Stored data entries
%%

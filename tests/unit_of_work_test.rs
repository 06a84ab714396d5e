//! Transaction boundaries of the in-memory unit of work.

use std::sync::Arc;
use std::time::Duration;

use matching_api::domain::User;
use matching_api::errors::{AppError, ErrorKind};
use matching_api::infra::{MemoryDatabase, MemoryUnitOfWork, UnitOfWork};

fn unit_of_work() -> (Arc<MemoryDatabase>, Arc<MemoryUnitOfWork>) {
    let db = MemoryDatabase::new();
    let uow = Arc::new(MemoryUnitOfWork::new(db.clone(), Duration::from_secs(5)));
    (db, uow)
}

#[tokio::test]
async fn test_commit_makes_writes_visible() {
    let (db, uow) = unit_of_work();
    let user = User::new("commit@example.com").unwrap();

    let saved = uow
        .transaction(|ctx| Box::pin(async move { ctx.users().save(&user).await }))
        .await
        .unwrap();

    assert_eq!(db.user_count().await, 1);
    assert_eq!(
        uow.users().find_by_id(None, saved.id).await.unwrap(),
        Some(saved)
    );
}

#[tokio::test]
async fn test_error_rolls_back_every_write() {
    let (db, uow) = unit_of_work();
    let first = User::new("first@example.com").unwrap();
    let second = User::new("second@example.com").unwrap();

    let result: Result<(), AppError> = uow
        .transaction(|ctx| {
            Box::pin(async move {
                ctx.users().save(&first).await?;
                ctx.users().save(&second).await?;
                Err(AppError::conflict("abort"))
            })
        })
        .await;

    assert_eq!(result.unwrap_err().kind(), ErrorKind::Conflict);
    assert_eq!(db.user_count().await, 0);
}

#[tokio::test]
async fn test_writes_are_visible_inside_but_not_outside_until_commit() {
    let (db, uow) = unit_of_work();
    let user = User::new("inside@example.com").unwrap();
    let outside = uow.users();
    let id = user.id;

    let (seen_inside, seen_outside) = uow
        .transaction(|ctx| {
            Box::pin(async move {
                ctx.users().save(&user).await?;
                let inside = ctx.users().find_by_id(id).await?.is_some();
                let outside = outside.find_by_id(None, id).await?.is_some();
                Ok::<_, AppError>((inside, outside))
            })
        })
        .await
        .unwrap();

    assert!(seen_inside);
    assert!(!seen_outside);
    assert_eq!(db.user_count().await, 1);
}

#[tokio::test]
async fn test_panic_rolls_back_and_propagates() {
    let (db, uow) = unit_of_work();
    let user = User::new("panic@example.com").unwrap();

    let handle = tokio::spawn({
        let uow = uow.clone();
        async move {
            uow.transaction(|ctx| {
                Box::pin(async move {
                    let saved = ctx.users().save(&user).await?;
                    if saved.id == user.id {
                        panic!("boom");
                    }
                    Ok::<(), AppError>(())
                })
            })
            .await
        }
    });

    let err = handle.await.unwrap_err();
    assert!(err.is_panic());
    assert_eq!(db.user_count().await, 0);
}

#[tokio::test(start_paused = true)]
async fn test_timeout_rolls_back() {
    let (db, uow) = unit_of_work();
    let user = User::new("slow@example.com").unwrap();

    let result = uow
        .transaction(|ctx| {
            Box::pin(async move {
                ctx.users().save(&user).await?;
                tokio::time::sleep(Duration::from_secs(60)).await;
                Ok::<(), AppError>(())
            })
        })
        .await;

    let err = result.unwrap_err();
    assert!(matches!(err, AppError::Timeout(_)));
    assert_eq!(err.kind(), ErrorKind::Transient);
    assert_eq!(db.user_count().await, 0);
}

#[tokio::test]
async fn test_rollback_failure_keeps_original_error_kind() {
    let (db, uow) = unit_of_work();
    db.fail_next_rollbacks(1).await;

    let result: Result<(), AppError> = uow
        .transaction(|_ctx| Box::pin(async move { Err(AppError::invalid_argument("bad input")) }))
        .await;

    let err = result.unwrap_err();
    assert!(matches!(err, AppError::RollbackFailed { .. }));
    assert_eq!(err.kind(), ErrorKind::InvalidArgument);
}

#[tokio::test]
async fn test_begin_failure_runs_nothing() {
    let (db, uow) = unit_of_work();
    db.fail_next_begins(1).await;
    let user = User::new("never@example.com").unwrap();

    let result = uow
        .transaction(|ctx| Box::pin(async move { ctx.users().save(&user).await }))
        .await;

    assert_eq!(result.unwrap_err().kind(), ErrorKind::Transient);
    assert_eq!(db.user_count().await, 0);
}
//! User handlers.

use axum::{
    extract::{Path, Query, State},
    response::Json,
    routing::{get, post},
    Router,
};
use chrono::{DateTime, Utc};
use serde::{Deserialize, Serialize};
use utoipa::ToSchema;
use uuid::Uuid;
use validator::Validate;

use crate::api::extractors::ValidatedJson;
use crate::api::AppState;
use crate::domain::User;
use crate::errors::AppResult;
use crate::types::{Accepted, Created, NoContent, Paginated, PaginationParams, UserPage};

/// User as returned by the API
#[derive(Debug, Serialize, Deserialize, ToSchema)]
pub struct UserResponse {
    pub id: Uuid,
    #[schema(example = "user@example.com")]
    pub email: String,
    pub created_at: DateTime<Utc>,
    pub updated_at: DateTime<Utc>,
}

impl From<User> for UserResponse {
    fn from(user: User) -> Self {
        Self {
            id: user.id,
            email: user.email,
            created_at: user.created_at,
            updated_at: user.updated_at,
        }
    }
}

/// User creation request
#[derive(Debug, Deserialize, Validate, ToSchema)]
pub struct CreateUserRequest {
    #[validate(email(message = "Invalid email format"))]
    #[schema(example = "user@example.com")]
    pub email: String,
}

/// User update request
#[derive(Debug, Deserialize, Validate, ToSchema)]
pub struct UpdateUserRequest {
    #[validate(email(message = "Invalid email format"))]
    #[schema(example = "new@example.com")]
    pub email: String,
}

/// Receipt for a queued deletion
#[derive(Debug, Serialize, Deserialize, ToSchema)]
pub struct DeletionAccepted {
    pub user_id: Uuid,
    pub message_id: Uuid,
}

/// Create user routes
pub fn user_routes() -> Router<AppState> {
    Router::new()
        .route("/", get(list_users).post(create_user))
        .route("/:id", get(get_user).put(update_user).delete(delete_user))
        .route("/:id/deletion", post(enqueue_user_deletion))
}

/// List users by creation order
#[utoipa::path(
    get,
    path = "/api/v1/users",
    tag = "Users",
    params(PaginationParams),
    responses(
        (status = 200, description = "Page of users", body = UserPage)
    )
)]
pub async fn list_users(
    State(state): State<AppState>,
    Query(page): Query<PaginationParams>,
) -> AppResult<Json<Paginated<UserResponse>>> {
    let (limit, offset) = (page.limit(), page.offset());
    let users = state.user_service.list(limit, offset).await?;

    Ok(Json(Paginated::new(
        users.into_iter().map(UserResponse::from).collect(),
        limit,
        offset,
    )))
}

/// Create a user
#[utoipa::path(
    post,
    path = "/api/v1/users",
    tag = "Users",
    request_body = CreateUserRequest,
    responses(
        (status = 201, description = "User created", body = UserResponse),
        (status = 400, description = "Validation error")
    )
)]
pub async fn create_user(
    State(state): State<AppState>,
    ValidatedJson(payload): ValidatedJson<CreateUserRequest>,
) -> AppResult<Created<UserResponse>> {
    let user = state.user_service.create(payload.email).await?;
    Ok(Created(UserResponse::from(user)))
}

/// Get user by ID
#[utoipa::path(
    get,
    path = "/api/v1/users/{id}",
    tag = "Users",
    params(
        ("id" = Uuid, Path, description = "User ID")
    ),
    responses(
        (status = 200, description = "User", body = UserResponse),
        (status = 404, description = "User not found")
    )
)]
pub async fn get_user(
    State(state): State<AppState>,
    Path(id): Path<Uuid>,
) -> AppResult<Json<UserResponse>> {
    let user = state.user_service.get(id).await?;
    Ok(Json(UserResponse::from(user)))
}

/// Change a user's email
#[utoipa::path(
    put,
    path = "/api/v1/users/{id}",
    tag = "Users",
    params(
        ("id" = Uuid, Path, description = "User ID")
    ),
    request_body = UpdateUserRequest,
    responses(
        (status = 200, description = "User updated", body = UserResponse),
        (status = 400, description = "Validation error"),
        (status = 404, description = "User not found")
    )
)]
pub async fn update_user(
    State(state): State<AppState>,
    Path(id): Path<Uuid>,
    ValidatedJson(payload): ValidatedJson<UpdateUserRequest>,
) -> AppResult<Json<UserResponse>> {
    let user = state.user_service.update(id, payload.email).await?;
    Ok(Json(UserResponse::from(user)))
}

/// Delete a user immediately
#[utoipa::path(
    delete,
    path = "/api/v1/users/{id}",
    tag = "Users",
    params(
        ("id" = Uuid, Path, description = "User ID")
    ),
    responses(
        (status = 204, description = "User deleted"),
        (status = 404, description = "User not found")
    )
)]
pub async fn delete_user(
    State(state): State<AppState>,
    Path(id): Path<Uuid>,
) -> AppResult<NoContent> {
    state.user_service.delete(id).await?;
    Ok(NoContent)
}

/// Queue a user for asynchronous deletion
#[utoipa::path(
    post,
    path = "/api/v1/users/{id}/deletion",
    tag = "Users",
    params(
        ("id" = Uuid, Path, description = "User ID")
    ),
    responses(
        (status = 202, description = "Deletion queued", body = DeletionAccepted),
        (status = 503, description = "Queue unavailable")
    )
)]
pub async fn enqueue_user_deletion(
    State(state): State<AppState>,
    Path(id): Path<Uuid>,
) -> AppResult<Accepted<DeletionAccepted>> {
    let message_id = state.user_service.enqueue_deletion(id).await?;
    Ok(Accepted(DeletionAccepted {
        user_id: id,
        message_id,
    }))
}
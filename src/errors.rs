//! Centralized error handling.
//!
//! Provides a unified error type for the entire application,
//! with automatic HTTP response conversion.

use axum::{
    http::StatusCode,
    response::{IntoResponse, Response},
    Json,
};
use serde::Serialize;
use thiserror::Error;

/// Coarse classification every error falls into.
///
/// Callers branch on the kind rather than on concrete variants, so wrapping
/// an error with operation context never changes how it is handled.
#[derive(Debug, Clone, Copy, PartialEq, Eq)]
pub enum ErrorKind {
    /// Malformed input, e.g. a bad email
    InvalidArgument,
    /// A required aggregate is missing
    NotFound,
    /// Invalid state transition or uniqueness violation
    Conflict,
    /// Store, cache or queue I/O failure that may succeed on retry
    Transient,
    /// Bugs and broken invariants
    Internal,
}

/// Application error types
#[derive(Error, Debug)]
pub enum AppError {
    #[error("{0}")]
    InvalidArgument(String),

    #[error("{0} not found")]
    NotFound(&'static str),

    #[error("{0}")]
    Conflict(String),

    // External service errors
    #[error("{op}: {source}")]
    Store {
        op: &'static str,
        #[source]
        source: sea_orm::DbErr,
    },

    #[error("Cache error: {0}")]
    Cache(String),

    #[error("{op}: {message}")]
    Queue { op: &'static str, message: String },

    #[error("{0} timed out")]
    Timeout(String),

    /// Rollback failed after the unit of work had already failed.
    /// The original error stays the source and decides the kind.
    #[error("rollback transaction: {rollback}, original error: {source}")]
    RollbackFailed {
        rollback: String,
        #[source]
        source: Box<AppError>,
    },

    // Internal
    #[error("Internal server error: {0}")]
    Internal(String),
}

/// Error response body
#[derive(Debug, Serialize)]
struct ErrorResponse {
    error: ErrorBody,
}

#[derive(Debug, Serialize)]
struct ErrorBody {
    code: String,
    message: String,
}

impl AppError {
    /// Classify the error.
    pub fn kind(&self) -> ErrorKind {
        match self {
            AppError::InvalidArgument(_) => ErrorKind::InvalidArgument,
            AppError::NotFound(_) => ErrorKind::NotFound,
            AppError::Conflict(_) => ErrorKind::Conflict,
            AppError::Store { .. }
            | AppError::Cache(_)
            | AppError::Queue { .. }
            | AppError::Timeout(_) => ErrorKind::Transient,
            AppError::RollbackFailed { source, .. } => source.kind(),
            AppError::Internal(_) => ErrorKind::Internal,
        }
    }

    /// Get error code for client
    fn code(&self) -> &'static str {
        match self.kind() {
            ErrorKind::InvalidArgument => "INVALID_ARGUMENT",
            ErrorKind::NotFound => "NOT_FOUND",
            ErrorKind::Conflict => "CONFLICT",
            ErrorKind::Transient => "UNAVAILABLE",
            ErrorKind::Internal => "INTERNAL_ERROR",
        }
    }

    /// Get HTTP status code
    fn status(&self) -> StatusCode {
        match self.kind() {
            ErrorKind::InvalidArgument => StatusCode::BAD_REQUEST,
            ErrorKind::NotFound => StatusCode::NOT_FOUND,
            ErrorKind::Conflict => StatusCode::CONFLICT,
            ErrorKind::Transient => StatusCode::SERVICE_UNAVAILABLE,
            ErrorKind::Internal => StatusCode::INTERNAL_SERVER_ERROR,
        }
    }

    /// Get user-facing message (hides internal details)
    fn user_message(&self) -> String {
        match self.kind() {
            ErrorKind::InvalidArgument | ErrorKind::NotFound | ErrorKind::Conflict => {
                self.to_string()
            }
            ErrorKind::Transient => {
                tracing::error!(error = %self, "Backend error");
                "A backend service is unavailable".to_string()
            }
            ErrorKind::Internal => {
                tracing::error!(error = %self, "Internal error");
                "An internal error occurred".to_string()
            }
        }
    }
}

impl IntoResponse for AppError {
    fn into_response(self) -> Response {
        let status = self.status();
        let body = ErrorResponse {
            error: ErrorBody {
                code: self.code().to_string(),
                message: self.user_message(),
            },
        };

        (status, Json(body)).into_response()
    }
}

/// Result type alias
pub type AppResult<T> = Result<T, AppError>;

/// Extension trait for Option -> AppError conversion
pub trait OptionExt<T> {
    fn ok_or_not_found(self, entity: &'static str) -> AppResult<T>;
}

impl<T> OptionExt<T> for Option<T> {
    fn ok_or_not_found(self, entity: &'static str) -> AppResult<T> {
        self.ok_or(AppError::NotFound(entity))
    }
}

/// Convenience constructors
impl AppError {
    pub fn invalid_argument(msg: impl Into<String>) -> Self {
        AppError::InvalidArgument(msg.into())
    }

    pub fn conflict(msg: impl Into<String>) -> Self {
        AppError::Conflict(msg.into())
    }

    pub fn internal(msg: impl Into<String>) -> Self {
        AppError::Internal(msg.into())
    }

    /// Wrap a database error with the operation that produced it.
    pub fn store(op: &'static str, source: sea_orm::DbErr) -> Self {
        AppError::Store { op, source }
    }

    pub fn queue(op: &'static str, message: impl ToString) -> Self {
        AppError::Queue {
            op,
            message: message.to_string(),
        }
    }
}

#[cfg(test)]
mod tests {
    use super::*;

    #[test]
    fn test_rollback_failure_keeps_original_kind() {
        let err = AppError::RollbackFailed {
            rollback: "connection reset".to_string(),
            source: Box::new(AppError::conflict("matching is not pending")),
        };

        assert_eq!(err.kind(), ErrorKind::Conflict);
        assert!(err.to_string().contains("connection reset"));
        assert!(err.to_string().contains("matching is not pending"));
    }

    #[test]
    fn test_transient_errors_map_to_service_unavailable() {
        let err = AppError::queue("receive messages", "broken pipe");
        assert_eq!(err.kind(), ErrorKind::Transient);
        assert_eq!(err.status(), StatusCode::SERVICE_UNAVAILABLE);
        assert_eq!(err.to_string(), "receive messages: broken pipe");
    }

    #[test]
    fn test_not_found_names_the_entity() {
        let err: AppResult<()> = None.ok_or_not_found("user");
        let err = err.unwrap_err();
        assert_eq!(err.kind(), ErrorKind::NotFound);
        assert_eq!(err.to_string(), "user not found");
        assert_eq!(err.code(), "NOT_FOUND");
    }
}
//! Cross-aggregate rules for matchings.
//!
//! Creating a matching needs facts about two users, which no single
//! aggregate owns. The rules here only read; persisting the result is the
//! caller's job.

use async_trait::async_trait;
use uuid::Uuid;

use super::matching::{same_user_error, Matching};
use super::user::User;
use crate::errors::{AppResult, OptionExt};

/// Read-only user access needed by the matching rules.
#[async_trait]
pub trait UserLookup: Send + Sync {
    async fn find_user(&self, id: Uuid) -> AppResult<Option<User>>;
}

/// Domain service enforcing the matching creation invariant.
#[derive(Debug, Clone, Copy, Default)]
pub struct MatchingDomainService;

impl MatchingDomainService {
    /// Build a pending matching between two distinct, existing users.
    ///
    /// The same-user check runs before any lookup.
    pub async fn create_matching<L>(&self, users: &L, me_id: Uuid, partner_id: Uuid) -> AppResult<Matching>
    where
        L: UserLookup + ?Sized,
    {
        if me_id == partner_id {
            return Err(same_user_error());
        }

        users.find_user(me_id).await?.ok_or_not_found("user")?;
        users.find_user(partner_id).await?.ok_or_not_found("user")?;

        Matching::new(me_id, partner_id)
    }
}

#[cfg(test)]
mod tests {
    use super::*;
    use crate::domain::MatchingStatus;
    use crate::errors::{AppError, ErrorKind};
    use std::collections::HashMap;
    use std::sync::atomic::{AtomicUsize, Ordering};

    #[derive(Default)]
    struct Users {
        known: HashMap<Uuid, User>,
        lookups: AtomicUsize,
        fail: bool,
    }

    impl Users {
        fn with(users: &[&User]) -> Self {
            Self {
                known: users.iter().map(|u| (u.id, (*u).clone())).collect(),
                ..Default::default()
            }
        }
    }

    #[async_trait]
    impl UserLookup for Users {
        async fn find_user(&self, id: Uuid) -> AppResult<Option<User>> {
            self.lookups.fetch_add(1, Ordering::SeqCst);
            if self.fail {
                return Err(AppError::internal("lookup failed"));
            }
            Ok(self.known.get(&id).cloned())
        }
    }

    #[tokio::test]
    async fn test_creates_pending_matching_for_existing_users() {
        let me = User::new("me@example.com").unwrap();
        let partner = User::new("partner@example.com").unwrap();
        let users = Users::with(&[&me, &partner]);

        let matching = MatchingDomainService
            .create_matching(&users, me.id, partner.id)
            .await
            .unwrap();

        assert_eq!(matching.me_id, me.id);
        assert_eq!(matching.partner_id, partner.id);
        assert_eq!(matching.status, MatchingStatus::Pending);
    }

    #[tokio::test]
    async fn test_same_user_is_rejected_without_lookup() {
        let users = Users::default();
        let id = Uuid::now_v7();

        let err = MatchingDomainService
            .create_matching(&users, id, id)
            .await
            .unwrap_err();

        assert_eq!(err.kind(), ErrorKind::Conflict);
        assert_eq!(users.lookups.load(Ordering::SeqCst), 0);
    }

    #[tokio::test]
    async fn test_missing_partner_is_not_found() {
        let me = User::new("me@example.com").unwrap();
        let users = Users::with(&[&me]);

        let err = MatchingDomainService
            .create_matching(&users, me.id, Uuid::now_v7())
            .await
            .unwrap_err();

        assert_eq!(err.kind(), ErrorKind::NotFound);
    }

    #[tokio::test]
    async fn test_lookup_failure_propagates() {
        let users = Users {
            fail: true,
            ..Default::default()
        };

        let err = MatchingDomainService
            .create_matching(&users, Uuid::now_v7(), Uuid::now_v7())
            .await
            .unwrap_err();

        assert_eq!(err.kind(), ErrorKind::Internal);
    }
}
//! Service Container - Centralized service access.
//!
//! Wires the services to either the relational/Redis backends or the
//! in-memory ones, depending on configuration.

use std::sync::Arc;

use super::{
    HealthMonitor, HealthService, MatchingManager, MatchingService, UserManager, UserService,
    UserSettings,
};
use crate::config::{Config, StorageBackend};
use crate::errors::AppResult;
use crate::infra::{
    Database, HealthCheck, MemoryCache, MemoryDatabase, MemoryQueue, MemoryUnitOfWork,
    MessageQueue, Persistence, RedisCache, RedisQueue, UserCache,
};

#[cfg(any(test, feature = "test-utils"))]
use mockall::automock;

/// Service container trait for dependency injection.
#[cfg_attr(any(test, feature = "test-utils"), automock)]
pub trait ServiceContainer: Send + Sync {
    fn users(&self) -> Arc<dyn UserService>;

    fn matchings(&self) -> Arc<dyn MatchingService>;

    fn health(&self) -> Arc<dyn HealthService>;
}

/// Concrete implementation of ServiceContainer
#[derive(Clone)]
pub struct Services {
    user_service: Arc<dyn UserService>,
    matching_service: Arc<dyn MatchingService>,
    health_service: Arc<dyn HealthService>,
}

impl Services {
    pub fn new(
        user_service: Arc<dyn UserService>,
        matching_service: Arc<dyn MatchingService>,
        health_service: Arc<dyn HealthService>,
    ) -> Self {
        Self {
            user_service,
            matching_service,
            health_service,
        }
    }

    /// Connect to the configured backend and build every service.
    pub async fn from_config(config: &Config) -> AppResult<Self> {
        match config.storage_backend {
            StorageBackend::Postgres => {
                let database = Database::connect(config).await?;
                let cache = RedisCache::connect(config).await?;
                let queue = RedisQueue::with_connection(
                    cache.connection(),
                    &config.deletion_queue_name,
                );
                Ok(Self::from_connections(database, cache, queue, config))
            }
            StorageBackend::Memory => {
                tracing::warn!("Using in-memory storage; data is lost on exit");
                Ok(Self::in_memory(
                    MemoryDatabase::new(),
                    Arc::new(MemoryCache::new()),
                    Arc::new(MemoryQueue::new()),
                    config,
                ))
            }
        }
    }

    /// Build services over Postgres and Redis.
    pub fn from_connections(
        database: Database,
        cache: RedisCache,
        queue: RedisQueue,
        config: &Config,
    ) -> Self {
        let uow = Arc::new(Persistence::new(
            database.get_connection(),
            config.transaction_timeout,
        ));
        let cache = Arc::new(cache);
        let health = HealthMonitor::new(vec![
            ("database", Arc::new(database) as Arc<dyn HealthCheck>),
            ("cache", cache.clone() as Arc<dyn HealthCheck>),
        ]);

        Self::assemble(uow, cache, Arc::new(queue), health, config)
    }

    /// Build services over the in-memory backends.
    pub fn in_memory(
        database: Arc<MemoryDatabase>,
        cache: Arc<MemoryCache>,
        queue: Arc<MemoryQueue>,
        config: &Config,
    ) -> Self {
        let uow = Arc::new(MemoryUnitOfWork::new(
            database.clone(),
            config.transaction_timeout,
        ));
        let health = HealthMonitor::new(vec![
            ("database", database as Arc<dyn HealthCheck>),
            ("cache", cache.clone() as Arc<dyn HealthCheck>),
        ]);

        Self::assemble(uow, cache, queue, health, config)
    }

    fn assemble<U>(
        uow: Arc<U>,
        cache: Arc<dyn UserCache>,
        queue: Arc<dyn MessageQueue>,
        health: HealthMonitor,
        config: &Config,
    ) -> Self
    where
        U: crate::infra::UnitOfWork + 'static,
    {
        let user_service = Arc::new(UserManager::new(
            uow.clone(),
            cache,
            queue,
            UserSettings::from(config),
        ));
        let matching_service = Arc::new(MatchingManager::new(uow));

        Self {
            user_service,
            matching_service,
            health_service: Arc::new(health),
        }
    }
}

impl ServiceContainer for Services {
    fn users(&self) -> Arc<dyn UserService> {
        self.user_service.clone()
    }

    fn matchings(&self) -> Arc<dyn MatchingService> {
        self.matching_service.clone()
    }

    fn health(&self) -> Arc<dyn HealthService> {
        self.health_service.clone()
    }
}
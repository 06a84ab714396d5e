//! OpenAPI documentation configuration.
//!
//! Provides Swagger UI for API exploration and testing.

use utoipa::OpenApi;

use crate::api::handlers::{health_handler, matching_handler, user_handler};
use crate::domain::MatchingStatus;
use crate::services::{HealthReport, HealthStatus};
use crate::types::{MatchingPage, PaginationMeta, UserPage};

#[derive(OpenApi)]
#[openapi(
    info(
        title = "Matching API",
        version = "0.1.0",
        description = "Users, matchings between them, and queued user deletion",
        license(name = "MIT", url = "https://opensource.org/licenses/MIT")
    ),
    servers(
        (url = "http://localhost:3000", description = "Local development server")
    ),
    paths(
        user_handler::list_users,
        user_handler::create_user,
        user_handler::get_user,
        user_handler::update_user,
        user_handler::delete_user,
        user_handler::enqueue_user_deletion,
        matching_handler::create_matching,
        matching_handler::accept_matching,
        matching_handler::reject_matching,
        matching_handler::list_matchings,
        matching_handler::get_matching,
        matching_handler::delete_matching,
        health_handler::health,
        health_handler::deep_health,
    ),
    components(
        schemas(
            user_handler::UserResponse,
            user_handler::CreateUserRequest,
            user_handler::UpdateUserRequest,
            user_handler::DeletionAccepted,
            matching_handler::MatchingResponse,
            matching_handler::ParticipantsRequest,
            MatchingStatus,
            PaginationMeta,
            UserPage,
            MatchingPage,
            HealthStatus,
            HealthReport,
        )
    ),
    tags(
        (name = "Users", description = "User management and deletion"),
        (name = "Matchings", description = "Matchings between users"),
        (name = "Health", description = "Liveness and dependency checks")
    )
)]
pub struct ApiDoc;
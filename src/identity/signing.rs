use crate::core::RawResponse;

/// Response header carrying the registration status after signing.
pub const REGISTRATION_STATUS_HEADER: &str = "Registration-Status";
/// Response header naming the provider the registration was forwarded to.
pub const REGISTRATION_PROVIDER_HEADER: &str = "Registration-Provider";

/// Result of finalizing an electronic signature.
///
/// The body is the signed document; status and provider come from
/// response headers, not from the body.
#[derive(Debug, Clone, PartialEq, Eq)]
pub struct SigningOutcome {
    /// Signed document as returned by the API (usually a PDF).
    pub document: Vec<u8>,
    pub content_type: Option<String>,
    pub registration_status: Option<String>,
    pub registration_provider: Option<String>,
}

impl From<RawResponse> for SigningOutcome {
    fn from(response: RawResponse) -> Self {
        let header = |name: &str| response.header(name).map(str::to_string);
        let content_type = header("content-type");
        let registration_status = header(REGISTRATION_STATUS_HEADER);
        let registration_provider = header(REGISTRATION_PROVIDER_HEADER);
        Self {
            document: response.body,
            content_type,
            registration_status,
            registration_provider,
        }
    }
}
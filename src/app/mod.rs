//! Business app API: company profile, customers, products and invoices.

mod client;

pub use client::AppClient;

%%

▸ Action item:
If a line in the records above has the word "Postgres", copy it.

▸ Solution to this problem:
            StorageBackend::Postgres => {
    /// Build services over Postgres and Redis.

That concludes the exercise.